The Good Law Project is a United Kingdom-based political non-profit company. Founded by Jolyon Maugham, the Good Law Project states that its mission is to achieve change through the law.

History
The Good Law Project was founded in January 2017 as a company limited by guarantee under English law headed by Maugham. It is a non-profit but not a registered charity. In 2019 it launched a crowdfunded challenge to the prorogation of parliament by Boris Johnson's Conservative government, which was ultimately successful. The prorogation was ruled unlawful by the Supreme Court, but by this time Johnson's government had pushed through their Brexit deal so the issue was moot.
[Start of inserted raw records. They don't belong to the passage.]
//! Musical-note codec (subtraction pipeline)
//!
//! Digits map onto the natural notes from C4 to E5; `REST` in front marks a
//! negative value. Transposition works on the chromatic scale, so a melody
//! shifted by `n` semitones decodes again after shifting it back by `-n`.

use once_cell::sync::Lazy;
use serde::{Deserialize, Serialize};

use crate::sequence::{DigitTable, SymbolSequence};
use crate::Codec;

pub const REST: &str = "REST";

static NOTE_TABLE: Lazy<DigitTable> = Lazy::new(|| {
    DigitTable::new(["C4", "D4", "E4", "F4", "G4", "A4", "B4", "C5", "D5", "E5"], REST)
});

const PITCH_NAMES: [&str; 12] = ["C", "C#", "D", "D#", "E", "F", "F#", "G", "G#", "A", "A#", "B"];

/// MIDI number of A4
const A4_MIDI: i32 = 69;
const A4_HZ: f64 = 440.0;

/// Seconds each played note sustains on the sheet
pub const NOTE_DURATION_SECS: f64 = 4.0;

/// A single note with its pitch resolved
#[derive(Debug, Clone, PartialEq, Serialize, Deserialize)]
pub struct Note {
    pub name: String,
    /// `None` for a rest
    pub midi: Option<i32>,
    pub frequency_hz: u32,
    pub duration_secs: f64,
}

impl Note {
    /// Resolve a note symbol such as `C4`, `F#3` or `REST`.
    pub fn parse(symbol: &str) -> Option<Self> {
        if symbol == REST {
            return Some(Self {
                name: REST.to_string(),
                midi: None,
                frequency_hz: 0,
                duration_secs: NOTE_DURATION_SECS,
            });
        }
        let midi = midi_number(symbol)?;
        Some(Self::from_midi(midi))
    }

    pub fn from_midi(midi: i32) -> Self {
        let semitones_from_a4 = f64::from(midi - A4_MIDI);
        let frequency = A4_HZ * 2f64.powf(semitones_from_a4 / 12.0);
        Self {
            name: note_name(midi),
            midi: Some(midi),
            frequency_hz: frequency.round() as u32,
            duration_secs: NOTE_DURATION_SECS,
        }
    }

    /// Note that represents a value when it is played: its last digit.
    pub fn for_value(value: i64) -> Self {
        let symbol = NOTE_TABLE.symbol((value.unsigned_abs() % 10) as u8);
        Self::parse(symbol).unwrap_or_else(|| Self::from_midi(A4_MIDI))
    }
}

fn midi_number(symbol: &str) -> Option<i32> {
    let split = symbol.find(|c: char| c.is_ascii_digit() || c == '-')?;
    let (pitch, octave) = symbol.split_at(split);
    let class = PITCH_NAMES.iter().position(|p| *p == pitch)? as i32;
    let octave: i32 = octave.parse().ok()?;
    Some((octave + 1) * 12 + class)
}

fn note_name(midi: i32) -> String {
    let class = midi.rem_euclid(12) as usize;
    let octave = midi.div_euclid(12) - 1;
    format!("{}{}", PITCH_NAMES[class], octave)
}

/// Shift every note by `semitones`. Rests and unreadable symbols are kept.
pub fn transpose(melody: &SymbolSequence, semitones: i32) -> SymbolSequence {
    melody.map(|symbol| match midi_number(symbol) {
        Some(midi) => note_name(midi + semitones),
        None => symbol.to_string(),
    })
}

/// `♪C4 ♪D4`, the form the music sheet reads
pub fn format_melody(melody: &SymbolSequence) -> String {
    melody
        .iter()
        .map(|note| format!("♪{}", note))
        .collect::<Vec<_>>()
        .join(" ")
}

#[derive(Debug, Clone, Copy, Default)]
pub struct MelodyCodec;

impl Codec for MelodyCodec {
    fn id(&self) -> &'static str {
        "melody"
    }

    fn separator(&self) -> &'static str {
        " "
    }

    fn encode(&self, value: i64) -> SymbolSequence {
        NOTE_TABLE.encode(value)
    }

    fn decode(&self, sequence: &SymbolSequence) -> i64 {
        NOTE_TABLE.decode(sequence)
    }
}

#[cfg(test)]
mod tests {
    use super::*;

    #[test]
    fn test_encode_negative() {
        assert_eq!(MelodyCodec.render(&MelodyCodec.encode(-15)), "REST D4 A4");
        assert_eq!(format_melody(&MelodyCodec.encode(10)), "♪D4 ♪C4");
    }

    #[test]
    fn test_transpose_crosses_octave() {
        let melody = SymbolSequence::from(vec!["B4", "C4", "REST"]);
        let up = transpose(&melody, 2);
        assert_eq!(up.join(" "), "C#5 D4 REST");

        let down = transpose(&melody, -2);
        assert_eq!(down.join(" "), "A4 A#3 REST");
    }

    #[test]
    fn test_transposed_melody_is_not_decodable_until_restored() {
        let melody = MelodyCodec.encode(1234);
        let shifted = transpose(&melody, 2);
        assert_ne!(MelodyCodec.decode(&shifted), 1234);
        assert_eq!(MelodyCodec.decode(&transpose(&shifted, -2)), 1234);
    }

    #[test]
    fn test_frequencies() {
        assert_eq!(Note::parse("A4").unwrap().frequency_hz, 440);
        assert_eq!(Note::parse("C4").unwrap().frequency_hz, 262);
        assert_eq!(Note::parse("E5").unwrap().frequency_hz, 659);
        assert_eq!(Note::parse(REST).unwrap().frequency_hz, 0);
        assert!(Note::parse("H2").is_none());
    }

    #[test]
    fn test_note_for_value_uses_last_digit() {
        assert_eq!(Note::for_value(-25).name, "A4");
        assert_eq!(Note::for_value(7).name, "C5");
    }
}
//! Enterprise Calculator core: trace contract, latency, run state machine
//!
//! Every operator pipeline composes these primitives: a [`PipelineRun`]
//! paced by the [`LatencyScheduler`], reporting to a shared
//! [`TraceEmitter`], with [`validation::validate`] after each decode.

pub mod complexity;
pub mod config;
pub mod context;
pub mod error;
pub mod latency;
pub mod run;
pub mod trace;
pub mod validation;

pub use complexity::Complexity;
pub use config::{LatencyProfile, RunConfig};
pub use context::RunContext;
pub use error::CalcError;
pub use latency::{LatencyScheduler, Pause};
pub use run::{PipelineRun, RunReport, StepBudget};
pub use trace::{EventDraft, EventKind, PipelineState, TraceEmitter, TraceEvent};
pub use validation::{validate, Validation};

/// Engine version reported by the API
pub const ECALC_VERSION: &str = "1.0.0";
However, the £200,000 raised enabled Good Law Project to hire more staff and launch other fundraisers to take on more cases.

As of September 2021 Good Law Project has applied for Judicial Review in 14 cases and been granted approval in 11.

In 2022, the High Court ruled that the Good Law Project does not have 'carte blanche' for bringing in judicial reviews.

Cases

Abingdon Health

The Good Law Project challenged the Secretary for Health and Social Care, claiming that the COVID testing contracts with Abingdon Health were unlawful because they were not advertised nor open to competition, and the correct procurement process was bypassed. On 7 October 2022 the High Court ruled that the contracts were lawful, so Good Law Project lost the case.

LGB Alliance
In September 2022, the charity Mermaids went to court to appeal the Charity Commission's decision to grant LGB Alliance charitable status. This action was supported by the Good Law Project.